_Problem statement_
Find each line of the material below in which the word "clear" occurs, and return it.

##### Given records

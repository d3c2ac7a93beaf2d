//! Plumbing shared by the driver crates: register windows, DMA memory, bounded polling and
//! logger setup.

pub mod dma;
pub mod io;
pub mod logger;
pub mod timeout;

pub use logger::setup_logging;

/// Granule used for cache maintenance around device-visible memory.
pub const CACHE_LINE_SIZE: usize = 64;

/// Smallest page size an xHC may report.
pub const PAGE_SIZE: usize = 4096;
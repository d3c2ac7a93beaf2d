use std::sync::atomic::{AtomicBool, Ordering};
use std::sync::Arc;

use common::dma::{Dma, DmaError, DmaOps};

use super::ring::Ring;
use super::trb::Trb;

/// log2 of the number of entries in the event ring segment.
pub const EVENT_RING_SHIFT: u32 = 8;

/// Whether the event at consumer index `x` was written during the current pass.
///
/// The consumer cycle state starts at 1 and flips on every wrap, so a fresh entry carries the
/// complement of the pass parity.
pub fn consumer_owns(x: u32, shift: u32, control: u32) -> bool {
    ((x >> shift) ^ control) & 1 != 0
}

// Segment table entry: 64-bit base, then the segment size in TRBs.
const ERST_ENTRY_SIZE: usize = 16;

/// The single segment event ring of interrupter 0 and its segment table.
pub struct EventRing {
    pub ring: Ring,
    erst: Dma,
    stopped: AtomicBool,
}

impl EventRing {
    pub fn new(ops: &Arc<dyn DmaOps>) -> Result<Self, DmaError> {
        let ring = Ring::new(ops, EVENT_RING_SHIFT, 0, 0)?;
        let erst = Dma::new(ops, ERST_ENTRY_SIZE, 64, 0)?;
        erst.write64(0, ring.base());
        erst.write32(2, ring.mask() + 1);
        erst.flush();

        Ok(Self {
            ring,
            erst,
            stopped: AtomicBool::new(false),
        })
    }

    pub fn erstba(&self) -> u64 {
        self.erst.bus_addr()
    }

    /// The dequeue pointer for consumer index `x`, without flags.
    pub fn erdp(&self, x: u32) -> u64 {
        self.ring.trb_addr(x)
    }

    /// Returns the event at consumer index `x` if the controller has produced it.
    pub fn next(&self, x: u32) -> Option<Trb> {
        let trb = self.ring.read_trb(x);
        if consumer_owns(x, self.ring.shift(), trb.control) {
            Some(trb)
        } else {
            None
        }
    }

    pub fn is_stopped(&self) -> bool {
        self.stopped.load(Ordering::SeqCst)
    }

    /// Marks event processing as halted so that recovery takes over.
    pub fn stop(&self) {
        self.stopped.store(true, Ordering::SeqCst);
    }
}
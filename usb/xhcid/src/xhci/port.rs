use common::io::{Io, Reg, RegisterWindow};

// RO - read-only
// ROS - read-only sticky
// RW - read/write
// RWS - read/write sticky
// RW1CS - read/write-1-to-clear sticky
// RW1S - read/write-1-to-set
// Sticky register values may preserve values through chip hardware reset

bitflags! {
    pub struct PortFlags: u32 {
        const CCS = 1 << 0; // ROS
        const PED = 1 << 1; // RW1CS
        const RSVD_2 = 1 << 2; // RsvdZ
        const OCA = 1 << 3; // RO
        const PR =  1 << 4; // RW1S
        const PLS_0 = 1 << 5; // RWS
        const PLS_1 = 1 << 6; // RWS
        const PLS_2 = 1 << 7; // RWS
        const PLS_3 = 1 << 8; // RWS
        const PP =  1 << 9; // RWS
        const SPEED_0 =  1 << 10; // ROS
        const SPEED_1 =  1 << 11; // ROS
        const SPEED_2 =  1 << 12; // ROS
        const SPEED_3 =  1 << 13; // ROS
        const PIC_AMB = 1 << 14; // RWS
        const PIC_GRN = 1 << 15; // RWS
        const LWS = 1 << 16; // RW
        const CSC = 1 << 17; // RW1CS
        const PEC = 1 << 18; // RW1CS
        const WRC = 1 << 19; // RW1CS
        const OCC = 1 << 20; // RW1CS
        const PRC = 1 << 21; // RW1CS
        const PLC = 1 << 22; // RW1CS
        const CEC = 1 << 23; // RW1CS
        const CAS = 1 << 24; // RO
        const WCE = 1 << 25; // RWS
        const WDE = 1 << 26; // RWS
        const WOE = 1 << 27; // RWS
        const RSVD_28 = 1 << 28; // RsvdZ
        const RSVD_29 = 1 << 29; // RsvdZ
        const DR =  1 << 30; // RO
        const WPR = 1 << 31; // RW1S

        const PLS = Self::PLS_0.bits | Self::PLS_1.bits | Self::PLS_2.bits | Self::PLS_3.bits;
    }
}

/// Protocol speed ID reported in PORTSC for the default speed mapping. XHC 7.2.2.1.1
pub const PORT_SPEED_LOW: u8 = 2;
pub const PORT_SPEED_HIGH: u8 = 3;

/// One port register set. XHC 5.4.8
pub struct Port<'a> {
    // This has write one to clear fields, do not expose it, handle writes carefully!
    portsc: Reg<'a>,
}

impl<'a> Port<'a> {
    pub fn new(window: &'a dyn RegisterWindow, offset: usize) -> Self {
        Self {
            portsc: Reg::new(window, offset),
        }
    }

    pub fn read(&self) -> u32 {
        self.portsc.read()
    }

    pub fn set_pr(&mut self) {
        let value = (self.flags_preserved() | PortFlags::PR).bits();
        self.portsc.write(value);
    }

    pub fn flags(&self) -> PortFlags {
        PortFlags::from_bits_truncate(self.read())
    }

    // Read only preserved flags
    pub fn flags_preserved(&self) -> PortFlags {
        // RO(S) and RW(S) bits should be preserved
        // RW1S and RW1CS bits should not
        let preserved = PortFlags::CCS
            | PortFlags::OCA
            | PortFlags::PLS
            | PortFlags::PP
            | PortFlags::SPEED_0
            | PortFlags::SPEED_1
            | PortFlags::SPEED_2
            | PortFlags::SPEED_3
            | PortFlags::PIC_AMB
            | PortFlags::PIC_GRN
            | PortFlags::WCE
            | PortFlags::WDE
            | PortFlags::WOE
            | PortFlags::DR;

        self.flags() & preserved
    }
}
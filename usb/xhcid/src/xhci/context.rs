use std::sync::Arc;

use common::dma::{Dma, DmaError, DmaOps};
use log::debug;

/// Contexts are 32 bytes, or 64 when HCCPARAMS1.CSZ is set. Only the first 32 bytes of each are
/// defined either way.
pub const CONTEXT_32: u32 = 0;
pub const CONTEXT_64: u32 = 1;

/// An output device context holds the slot context and 31 endpoint contexts.
pub const DEVICE_CONTEXTS: usize = 32;
/// An input context prepends the input control context.
pub const INPUT_CONTEXTS: usize = DEVICE_CONTEXTS + 1;

/// Context index of the input control context inside an input context.
pub const INPUT_CONTROL: usize = 0;
/// Context index of the slot context inside an input context.
pub const INPUT_SLOT: usize = 1;
/// Context index of the slot context inside an output context.
pub const OUTPUT_SLOT: usize = 0;

/// Input context index of the endpoint context with device context index `dci`.
pub fn input_ep(dci: u8) -> usize {
    usize::from(dci) + 1
}

/// Output context index of the endpoint context with device context index `dci`.
pub fn output_ep(dci: u8) -> usize {
    usize::from(dci)
}

// Slot context, XHC 6.2.2
pub const SLOT_CONTEXT_ROUTE_STRING_MASK: u32 = 0x000F_FFFF;
pub const SLOT_CONTEXT_SPEED_SHIFT: u8 = 20;
pub const SLOT_CONTEXT_MTT_BIT: u32 = 1 << 25;
pub const SLOT_CONTEXT_HUB_BIT: u32 = 1 << 26;
pub const SLOT_CONTEXT_ENTRIES_SHIFT: u8 = 27;
pub const SLOT_CONTEXT_ENTRIES_MASK: u32 = 0xF800_0000;
pub const SLOT_CONTEXT_ROOT_PORT_SHIFT: u8 = 16;
pub const SLOT_CONTEXT_TT_PORT_SHIFT: u8 = 8;
pub const SLOT_CONTEXT_ADDRESS_MASK: u32 = 0xFF;
pub const SLOT_CONTEXT_STATE_SHIFT: u8 = 27;

// Endpoint context, XHC 6.2.3
pub const ENDPOINT_CONTEXT_STATUS_MASK: u32 = 0x7;
pub const ENDPOINT_CONTEXT_INTERVAL_SHIFT: u8 = 16;
pub const ENDPOINT_CONTEXT_CERR_SHIFT: u8 = 1;
pub const ENDPOINT_CONTEXT_TYPE_SHIFT: u8 = 3;
pub const ENDPOINT_CONTEXT_MAX_BURST_SHIFT: u8 = 8;
pub const ENDPOINT_CONTEXT_MAX_PACKET_SHIFT: u8 = 16;
pub const ENDPOINT_CONTEXT_MAX_ESIT_SHIFT: u8 = 16;
/// Dequeue Cycle State, bit 0 of the TR dequeue pointer.
pub const ENDPOINT_CONTEXT_DCS: u64 = 1;

#[repr(u8)]
#[derive(Clone, Copy, Debug, Eq, PartialEq)]
pub enum EndpointState {
    Disabled = 0,
    Running = 1,
    Halted = 2,
    Stopped = 3,
    Error = 4,
}

impl EndpointState {
    pub fn from_context(w0: u32) -> Option<Self> {
        Some(match w0 & ENDPOINT_CONTEXT_STATUS_MASK {
            0 => Self::Disabled,
            1 => Self::Running,
            2 => Self::Halted,
            3 => Self::Stopped,
            4 => Self::Error,
            _ => return None,
        })
    }
}

/// A block of device or input contexts, addressed as `(context index, word)`.
pub struct ContextArea {
    dma: Dma,
    csz: u32,
    count: usize,
}

impl ContextArea {
    fn new(ops: &Arc<dyn DmaOps>, count: usize, csz: u32, pagesize: usize) -> Result<Self, DmaError> {
        let dma = Dma::new(ops, (32 * count) << csz, 64, pagesize)?;
        Ok(Self { dma, csz, count })
    }

    /// Staging memory for Address Device, Configure Endpoint and Evaluate Context.
    pub fn input(ops: &Arc<dyn DmaOps>, csz: u32, pagesize: usize) -> Result<Self, DmaError> {
        Self::new(ops, INPUT_CONTEXTS, csz, pagesize)
    }

    /// The device context the controller owns and publishes slot state in.
    pub fn output(ops: &Arc<dyn DmaOps>, csz: u32, pagesize: usize) -> Result<Self, DmaError> {
        Self::new(ops, DEVICE_CONTEXTS, csz, pagesize)
    }

    fn word(&self, ctx: usize, w: usize) -> usize {
        assert!(ctx < self.count && w < 8, "context {} word {} out of range", ctx, w);
        ((ctx * 8) << self.csz) + w
    }

    pub fn read(&self, ctx: usize, w: usize) -> u32 {
        self.dma.read32(self.word(ctx, w))
    }

    pub fn write(&self, ctx: usize, w: usize, value: u32) {
        self.dma.write32(self.word(ctx, w), value)
    }

    pub fn write64(&self, ctx: usize, w: usize, value: u64) {
        self.dma.write64(self.word(ctx, w), value)
    }

    pub fn update(&self, ctx: usize, w: usize, f: impl FnOnce(u32) -> u32) {
        self.write(ctx, w, f(self.read(ctx, w)))
    }

    /// Zeroes the defined words of one context.
    pub fn zero(&self, ctx: usize) {
        self.dma.zero_words(self.word(ctx, 0), 8)
    }

    /// Zeroes every context in the area.
    pub fn clear(&self) {
        self.dma.zero_words(0, self.dma.len() / 4)
    }

    pub fn bus_addr(&self) -> u64 {
        self.dma.bus_addr()
    }

    pub fn flush(&self) {
        self.dma.flush()
    }

    pub fn invalidate(&self) {
        self.dma.invalidate()
    }

    /// Reads back one context as the controller left it.
    pub fn invalidate_ctx(&self, ctx: usize) {
        let size = 32 << self.csz;
        self.dma.invalidate_range(ctx * size, size)
    }

    pub fn dump_control(&self) {
        debug!(
            "INPUT CONTEXT: drop {:#x} add {:#x} [{:#x}]",
            self.read(INPUT_CONTROL, 0),
            self.read(INPUT_CONTROL, 1),
            self.read(INPUT_CONTROL, 7)
        );
    }
}

/// The Device Context Base Address Array. Entry 0 points at the scratchpad array, entry `n` at
/// the output context of slot `n`. XHC 6.1
pub struct DeviceContextList {
    dcbaa: Dma,
    nslots: u8,
}

impl DeviceContextList {
    pub fn new(ops: &Arc<dyn DmaOps>, nslots: u8, pagesize: usize) -> Result<Self, DmaError> {
        let dcbaa = Dma::new(ops, (1 + usize::from(nslots)) * 8, 64, pagesize)?;
        dcbaa.flush();
        Ok(Self { dcbaa, nslots })
    }

    pub fn dcbaap(&self) -> u64 {
        self.dcbaa.bus_addr()
    }

    pub fn get(&self, index: u8) -> u64 {
        self.dcbaa.read64(usize::from(index) * 2)
    }

    pub fn set(&self, index: u8, addr: u64) {
        assert!(index <= self.nslots);
        self.dcbaa.write64(usize::from(index) * 2, addr);
        self.dcbaa.flush_range(usize::from(index) * 8, 8);
    }
}

/// Working memory the controller asked for in HCSPARAMS2, and the array pointing at it.
pub struct ScratchpadBufferArray {
    array: Dma,
    pages: Vec<Dma>,
}

impl ScratchpadBufferArray {
    pub fn new(ops: &Arc<dyn DmaOps>, count: u32, pagesize: usize) -> Result<Self, DmaError> {
        let array = Dma::new(ops, count as usize * 8, 64, pagesize)?;
        let pages = (0..count as usize)
            .map(|i| {
                let page = Dma::new(ops, pagesize, pagesize, 0)?;
                page.flush();
                array.write64(i * 2, page.bus_addr());
                Ok(page)
            })
            .collect::<Result<Vec<_>, DmaError>>()?;
        array.flush();
        Ok(Self { array, pages })
    }

    pub fn register(&self) -> u64 {
        self.array.bus_addr()
    }

    pub fn len(&self) -> usize {
        self.pages.len()
    }

    pub fn is_empty(&self) -> bool {
        self.pages.is_empty()
    }
}

impl Drop for ScratchpadBufferArray {
    fn drop(&mut self) {
        // Drop whatever the controller left in the cache before the pages are reused.
        for page in &self.pages {
            page.invalidate();
        }
    }
}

##########

_Answer space_
// RW1CS - read/write-1-to-clear sticky
    // This has write one to clear fields, do not expose it, handle writes carefully!
    pub fn clear(&self) {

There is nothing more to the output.